Tip 3: Capturing time and attendance

As part of the updated recordkeeping requirements, you will need to record the start and finish times of your employees as well as any unpaid breaks.

If you don’t already capture time and attendance, this may be a major cultural shift within your organisation. However, adopting a solution that offers timesheets or time clock  functionality within your workforce doesn’t need to be a hassle. Most payroll software providers have an employee self-service portal with time and attendance capability.

As part of Altus Payroll platform, we supply multiple options for our customers to suit the needs of different employers and employees, these include;

  • Personal TimeClock: Our Personal TimeClock option allows employees to clock on and off, change duties and register breaks from the comfort of their own phone.
  • TimeClock: Our TimeClock app, to be placed on site, allows employees to register an event using face capture or NFC technology to tap ‘n’ go.
  • Timesheets: Our timesheets option is available via our mobile app and online.

For more information on our time and attendance options, please speak with your IT Vision Account Manager.

Tip 4: Annual Reviews

As part of the new requirements, an employer is required to conduct an annual review on the anniversary of the employee’s commencement date.

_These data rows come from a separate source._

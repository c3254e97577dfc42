//! Error types for CSV reading

use thiserror::Error;

/// Result type alias for csvstream operations
pub type Result<T> = std::result::Result<T, CsvError>;

/// Errors raised while reading CSV records
#[derive(Error, Debug)]
pub enum CsvError {
    /// A quoted field was opened and the input ended before it was closed
    #[error("unterminated quoted field in record starting at line {line}")]
    UnterminatedQuote {
        /// Physical line (1-based) where the unfinished record began
        line: u64,
    },

    /// A quoted field spanned more physical lines than the configured limit
    #[error("record starting at line {line} spans more than {limit} lines")]
    MultilineLimitExceeded {
        /// Configured maximum number of physical lines per record
        limit: usize,
        /// Physical line (1-based) where the record began
        line: u64,
    },

    /// A read was attempted after the reader was closed
    #[error("reader is closed")]
    ReaderClosed,

    /// Parser configuration is not usable
    #[error("invalid configuration: {0}")]
    InvalidConfig(String),

    /// Failure reported by the underlying line source
    #[error("I/O error: {0}")]
    Io(#[from] std::io::Error),
}

impl CsvError {
    /// Whether the error was caused by malformed CSV input
    pub fn is_malformed_input(&self) -> bool {
        matches!(
            self,
            CsvError::UnterminatedQuote { .. } | CsvError::MultilineLimitExceeded { .. }
        )
    }
}
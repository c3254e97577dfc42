//! # csvstream
//!
//! Streaming CSV reader that turns a line-oriented character source into
//! records of field strings, one record at a time.
//!
//! ## Features
//!
//! - **Quoted fields**: delimiters, doubled quotes and line breaks inside quotes
//! - **Multi-line records**: a quoted field may span any number of physical lines
//! - **Constant memory**: only the record in progress is buffered
//! - **Configurable**: delimiter, quote character, leading-line skip, multi-line limit
//! - **Malformed input surfaces as errors**: an unterminated quote is never a partial record
//!
//! ## Quick Start
//!
//! ```
//! use csvstream::CsvReader;
//!
//! let data = "id,comment\n1,\"hello, world\"\n2,\"multi\nline\"\n";
//! let mut reader = CsvReader::from_reader(data.as_bytes());
//!
//! let records = reader.read_all().unwrap();
//! assert_eq!(records.len(), 3);
//! assert_eq!(records[1], vec!["1", "hello, world"]);
//! assert_eq!(records[2], vec!["2", "multi\nline"]);
//! ```
//!
//! ## Custom configuration
//!
//! ```
//! use csvstream::{CsvReader, ParserConfig};
//! use csvstream::source::LineReader;
//!
//! let config = ParserConfig::default()
//!     .with_delimiter(';')
//!     .with_quote_char('\'')
//!     .with_skip_lines(1);
//!
//! let source = LineReader::new("a;b\n'x;y';z".as_bytes());
//! let mut reader = CsvReader::with_config(source, config).unwrap();
//!
//! assert_eq!(reader.read_next().unwrap().unwrap(), vec!["x;y", "z"]);
//! assert_eq!(reader.lines_read(), 2);
//! ```

pub mod csv;
pub mod csv_reader;
pub mod error;
pub mod source;
pub mod types;

pub use csv_reader::{CsvReader, CsvRecordIterator, FileCsvReader};
pub use error::{CsvError, Result};
pub use source::{IterLines, LineReader, LineSource};
pub use types::{ParserConfig, Record};
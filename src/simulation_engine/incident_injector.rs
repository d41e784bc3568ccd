use rand::rngs::StdRng;
use rand::{Rng, SeedableRng};

use crate::config::InjectorConfig;
use crate::error::SimError;
use crate::incident_handling::responder::{reroute_around, RerouteOutcome};
use crate::simulation_engine::simulator::{lane_id, ALL_CLASSES};
use crate::simulation_engine::Simulator;

#[derive(Debug, Clone, PartialEq)]
enum BlockState {
    Idle,
    /// Closed to new traffic, waiting for the vehicles already on it to leave.
    Draining { edge: String },
    Blocked { edge: String, remaining: u64 },
}

#[derive(Debug, Clone, PartialEq)]
pub enum InjectorEvent {
    Closed { edge: String, rerouted: usize },
    Drained { edge: String },
    Reopened { edge: String },
}

/// Randomly closes an edge to create test incidents. The closure drains,
/// stays shut for a fixed number of steps, then reopens.
pub struct IncidentInjector {
    edge: Option<String>,
    probability: f64,
    duration: u64,
    rng: StdRng,
    state: BlockState,
}

impl IncidentInjector {
    pub fn new(config: &InjectorConfig) -> Self {
        Self {
            edge: config.edge.clone(),
            probability: config.probability.clamp(0.0, 1.0),
            duration: config.duration,
            rng: StdRng::seed_from_u64(config.seed),
            state: BlockState::Idle,
        }
    }

    /// The edge currently closed, if any.
    pub fn blocked_edge(&self) -> Option<&str> {
        match &self.state {
            BlockState::Idle => None,
            BlockState::Draining { edge } | BlockState::Blocked { edge, .. } => Some(edge.as_str()),
        }
    }

    /// Advances the closure by one step. A failed simulator call leaves the
    /// closure where it was, so the next step retries it.
    pub fn advance<S: Simulator + ?Sized>(&mut self, sim: &mut S) -> Result<Option<InjectorEvent>, SimError> {
        match self.state.clone() {
            BlockState::Idle => {
                if !self.rng.random_bool(self.probability) {
                    return Ok(None);
                }
                let Some(edge) = self.pick_edge(sim)? else {
                    return Ok(None);
                };
                let rerouted = match close_edge(sim, &edge) {
                    Ok(rerouted) => rerouted,
                    Err(e) => {
                        if let Err(reopen) = reopen_edge(sim, &edge) {
                            log::warn!("Could not undo partial closure of {}: {}", edge, reopen);
                        }
                        return Err(e);
                    }
                };
                log::info!("Closed edge {}, {} vehicles rerouted", edge, rerouted);
                self.state = BlockState::Draining { edge: edge.clone() };
                Ok(Some(InjectorEvent::Closed { edge, rerouted }))
            }
            BlockState::Draining { edge } => {
                if sim.edge_vehicle_number(&edge)? > 0 {
                    return Ok(None);
                }
                log::info!("Edge {} drained, blocked for {} steps", edge, self.duration);
                self.state = BlockState::Blocked {
                    edge: edge.clone(),
                    remaining: self.duration,
                };
                Ok(Some(InjectorEvent::Drained { edge }))
            }
            BlockState::Blocked { edge, remaining } if remaining > 1 => {
                self.state = BlockState::Blocked {
                    edge,
                    remaining: remaining - 1,
                };
                Ok(None)
            }
            BlockState::Blocked { edge, .. } => {
                reopen_edge(sim, &edge)?;
                log::info!("Reopened edge {}", edge);
                self.state = BlockState::Idle;
                Ok(Some(InjectorEvent::Reopened { edge }))
            }
        }
    }

    fn pick_edge<S: Simulator + ?Sized>(&mut self, sim: &S) -> Result<Option<String>, SimError> {
        if let Some(edge) = &self.edge {
            return Ok(Some(edge.clone()));
        }
        let edges = sim.edge_ids()?;
        if edges.is_empty() {
            return Ok(None);
        }
        let index = self.rng.random_range(0..edges.len());
        Ok(Some(edges[index].clone()))
    }
}

/// Disallows every vehicle class on every lane of `edge` and reroutes the
/// vehicles still planning to use it. Returns how many were rerouted.
pub fn close_edge<S: Simulator + ?Sized>(sim: &mut S, edge: &str) -> Result<usize, SimError> {
    let all = [ALL_CLASSES.to_string()];
    for index in 0..sim.edge_lane_count(edge)? {
        sim.set_lane_disallowed(&lane_id(edge, index), &all)?;
    }

    let mut rerouted = 0;
    for vehicle in sim.vehicle_ids()? {
        let upcoming = match (sim.vehicle_route(&vehicle), sim.vehicle_edge(&vehicle)) {
            (Ok(route), Ok(current)) => current != edge && route.iter().any(|e| e == edge),
            _ => false,
        };
        if !upcoming {
            continue;
        }
        match reroute_around(sim, &vehicle, edge) {
            Ok(RerouteOutcome::Rerouted) => rerouted += 1,
            Ok(RerouteOutcome::Unchanged) => {
                log::debug!("Vehicle {} has no way around {}", vehicle, edge)
            }
            Err(e) => log::warn!("Rerouting vehicle {} failed: {}", vehicle, e),
        }
    }
    Ok(rerouted)
}

pub fn reopen_edge<S: Simulator + ?Sized>(sim: &mut S, edge: &str) -> Result<(), SimError> {
    let all = [ALL_CLASSES.to_string()];
    for index in 0..sim.edge_lane_count(edge)? {
        sim.set_lane_allowed(&lane_id(edge, index), &all)?;
    }
    Ok(())
}
// baseline_main.rs
//
// Runs the fixed-time baseline. With `--write-phases <path>` it instead
// writes fair baseline programs for the scenario's traffic lights.
use adaptive_signals::config::{ExperimentConfig, PolicyKind};
use adaptive_signals::control_system::baseline::{fair_phase_table, save_phase_table};
use adaptive_signals::engine::run_experiment;
use adaptive_signals::monitoring::CsvSink;
use adaptive_signals::simulation_engine::scenario::Scenario;
use adaptive_signals::simulation_engine::GridWorld;
use std::error::Error;
use std::path::PathBuf;

fn main() -> Result<(), Box<dyn Error>> {
    env_logger::init();

    let mut config_path: Option<PathBuf> = None;
    let mut write_phases: Option<PathBuf> = None;
    let mut args = std::env::args().skip(1);
    while let Some(arg) = args.next() {
        match arg.as_str() {
            "--write-phases" => {
                let path = args.next().ok_or("--write-phases needs a file path")?;
                write_phases = Some(PathBuf::from(path));
            }
            _ => config_path = Some(PathBuf::from(arg)),
        }
    }

    let mut config = match &config_path {
        Some(path) => ExperimentConfig::load(path)?,
        None => ExperimentConfig::default(),
    };

    if let Some(output) = write_phases {
        let scenario = Scenario::load(&config.scenario)?;
        let table = fair_phase_table(&scenario)?;
        save_phase_table(&output, &table)?;
        println!("Wrote {} baseline programs to {}", table.len(), output.display());
        return Ok(());
    }

    config.policy = PolicyKind::Fixed;
    let mut world = GridWorld::load(&config.scenario)?;
    let mut sink = CsvSink::new(&config.output_dir.join("baseline"))?;
    let summary = run_experiment(&mut world, &config, &mut sink)?;
    println!(
        "Baseline finished: {} steps, throughput {}, average travel time {:.2}s",
        summary.steps, summary.throughput, summary.average_travel_time
    );
    Ok(())
}
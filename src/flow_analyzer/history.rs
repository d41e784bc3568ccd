use std::collections::{HashMap, VecDeque};

use crate::simulation_engine::Simulator;

/// Trailing per-edge queue and speed samples, one per step, at most
/// `capacity` per edge.
#[derive(Debug)]
pub struct EdgeHistory {
    pub capacity: usize,
    pub queue_history: HashMap<String, VecDeque<u32>>,
    pub speed_history: HashMap<String, VecDeque<f64>>,
}

impl EdgeHistory {
    pub fn new(capacity: usize) -> Self {
        Self {
            capacity: capacity.max(1),
            queue_history: HashMap::new(),
            speed_history: HashMap::new(),
        }
    }

    pub fn record(&mut self, edge: &str, queue: u32, speed: f64) {
        let capacity = self.capacity;
        let queues = self.queue_history.entry(edge.to_string()).or_default();
        if queues.len() == capacity {
            queues.pop_front();
        }
        queues.push_back(queue);

        let speeds = self.speed_history.entry(edge.to_string()).or_default();
        if speeds.len() == capacity {
            speeds.pop_front();
        }
        speeds.push_back(speed);
    }

    /// Samples every edge of the network. Edges whose queries fail are
    /// skipped for this step.
    pub fn update_from<S: Simulator + ?Sized>(&mut self, sim: &S) {
        let edges = match sim.edge_ids() {
            Ok(edges) => edges,
            Err(e) => {
                log::warn!("Edge list unavailable, history not updated: {}", e);
                return;
            }
        };
        for edge in edges {
            match (sim.edge_halting_number(&edge), sim.edge_mean_speed(&edge)) {
                (Ok(queue), Ok(speed)) => self.record(&edge, queue, speed),
                (Err(e), _) | (_, Err(e)) => {
                    log::warn!("History sample for edge {} unavailable: {}", edge, e)
                }
            }
        }
    }

    pub fn queues(&self, edge: &str) -> Option<&VecDeque<u32>> {
        self.queue_history.get(edge)
    }

    /// True when the window is full and every sample has a queue.
    pub fn is_persistent(&self, edge: &str) -> bool {
        match self.queue_history.get(edge) {
            Some(queues) => queues.len() == self.capacity && queues.iter().all(|&q| q > 0),
            None => false,
        }
    }

    pub fn average_speed_for(&self, edge: &str) -> f64 {
        if let Some(speeds) = self.speed_history.get(edge) {
            if !speeds.is_empty() {
                return speeds.iter().sum::<f64>() / speeds.len() as f64;
            }
        }
        0.0
    }

    /// Population variance of the speed samples; 0 with fewer than two.
    pub fn speed_variance(&self, edge: &str) -> f64 {
        match self.speed_history.get(edge) {
            Some(speeds) if speeds.len() >= 2 => {
                let mean = self.average_speed_for(edge);
                speeds.iter().map(|s| (s - mean).powi(2)).sum::<f64>() / speeds.len() as f64
            }
            _ => 0.0,
        }
    }

    pub fn clear(&mut self) {
        self.queue_history.clear();
        self.speed_history.clear();
    }
}
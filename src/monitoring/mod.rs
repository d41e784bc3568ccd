pub mod amqp;
pub mod performance;
pub mod report;
pub mod sink;

pub use amqp::AmqpPublisher;
pub use performance::PerformanceTracker;
pub use sink::{log_to_csv, CsvSink, MemorySink, RecordSink};
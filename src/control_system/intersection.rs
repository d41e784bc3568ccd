use crate::control_system::phase_program::Program;
use crate::flow_analyzer::telemetry::{aggregate, QueueSnapshot};
use crate::simulation_engine::Simulator;

/// Whether an intersection runs its baseline or a retimed program.
///
/// Under the nudge policy the program is never replaced, so the mode
/// describes the live phase instead: `Adaptive` once the current activation
/// has been extended or shrunk, back to `Fixed` when the next phase starts.
#[derive(Debug, Clone, Copy, PartialEq, Eq)]
pub enum ControlMode {
    Fixed,
    Adaptive,
}

impl ControlMode {
    pub fn as_str(&self) -> &'static str {
        match self {
            ControlMode::Fixed => "fixed",
            ControlMode::Adaptive => "adaptive",
        }
    }
}

/// One signalised junction as the controller sees it.
#[derive(Debug, Clone)]
pub struct Intersection {
    id: String,
    controlled_lanes: Vec<String>,
    baseline: Program,
    /// Last program the simulator accepted.
    active: Option<Program>,
    mode: ControlMode,
    current_phase: Option<usize>,
    last_adjusted_phase: Option<usize>,
}

impl Intersection {
    pub fn new(id: &str, controlled_lanes: Vec<String>, baseline: Program) -> Self {
        Self {
            id: id.to_string(),
            controlled_lanes,
            baseline,
            active: None,
            mode: ControlMode::Fixed,
            current_phase: None,
            last_adjusted_phase: None,
        }
    }

    pub fn id(&self) -> &str {
        &self.id
    }

    pub fn controlled_lanes(&self) -> &[String] {
        &self.controlled_lanes
    }

    pub fn baseline(&self) -> &Program {
        &self.baseline
    }

    pub fn active_program(&self) -> Option<&Program> {
        self.active.as_ref()
    }

    pub fn mode(&self) -> ControlMode {
        self.mode
    }

    pub fn last_adjusted_phase(&self) -> Option<usize> {
        self.last_adjusted_phase
    }

    pub fn snapshot<S: Simulator + ?Sized>(&self, sim: &S) -> QueueSnapshot {
        aggregate(sim, &self.id, &self.controlled_lanes)
    }

    /// Records the program the simulator now runs.
    pub fn install(&mut self, program: Program) {
        self.active = Some(program);
    }

    pub fn set_mode(&mut self, mode: ControlMode) {
        self.mode = mode;
    }

    /// Tracks the live phase. Returns true when a new phase has started,
    /// which clears the adjustment made during the previous one and the
    /// nudge-driven `Adaptive` mode with it.
    pub fn observe_phase(&mut self, phase: usize) -> bool {
        if self.current_phase == Some(phase) {
            return false;
        }
        self.current_phase = Some(phase);
        self.last_adjusted_phase = None;
        self.mode = ControlMode::Fixed;
        true
    }

    pub fn already_adjusted(&self, phase: usize) -> bool {
        self.last_adjusted_phase == Some(phase)
    }

    pub fn mark_adjusted(&mut self, phase: usize) {
        self.last_adjusted_phase = Some(phase);
        self.mode = ControlMode::Adaptive;
    }
}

Although this may sound like you will need to conduct individual annual reviews every second day, your contract dates can be aligned if updating employment contracts or when conducting annual wage reviews. We suggest picking a start date during a quieter period in the year, i.e. not during EOFY.

Remember when doing the review, you will need to compare an employee’s annualised salary to what they would have made under the modern award. It is important to note when conducting your annual review that you may not be able to offset an overpayment in one pay period with an underpayment in another.

If an employee would have been better off under the award, then you will need to make sure they are recompensated the difference within 14 days.

This review will also need to be carried out within 12 months of an employee’s termination of employment or their annualised salary arrangement.

Tip 5: Managing additional payments throughout the year

If an employee goes beyond their outer limits during a pay period or roster cycle, you may want to be able to compensate them for these hours, which are outside of their annualised salary arrangement, within the same pay period or roster cycle. This will help prevent your business from having to pay out a larger lump sum at the end of the annual review.

If for example, in the employment contract you have stated that you will pay the employee at a specified hourly rate once they go beyond their outer limits, this can be automated in Altus Payroll.

Tip 6: Keep on top of outer limits in real-time

It’s always best to address and prevent potential compliance issues as they happen rather than dealing with it after the fact. With the Altus Payroll Work Restrictions module you can now track items such as employee’s outer limits or overtime in real-time.

Altus Payroll’s Work Restrictions module helps with fatigue management, overtime, manage annualise salary outer limits and ensuring employees are working their contracted hours

With the Work Restrictions module you can do the following;

  • Configure policies for minimum and maximum hour threshold limits;
  • Set up automatic reminders to make sure employees haven't forgotten to clock on and/or off;
  • Attach work restriction policies to a project or individual employee;
  • Create custom work restrictions policies for specific employees;
  • Define your own warning, critical and breach thresholds;
  • Notify specified users when an employee reaches a threshold level; and
  • Automate instant push notifications and emails on maximum alerts


Information provided in this article is general information, not legal advice and should not be relied upon as such. Definitiv and IT Vision do not accept liability for any loss or damage arising from reliance on the content of this article.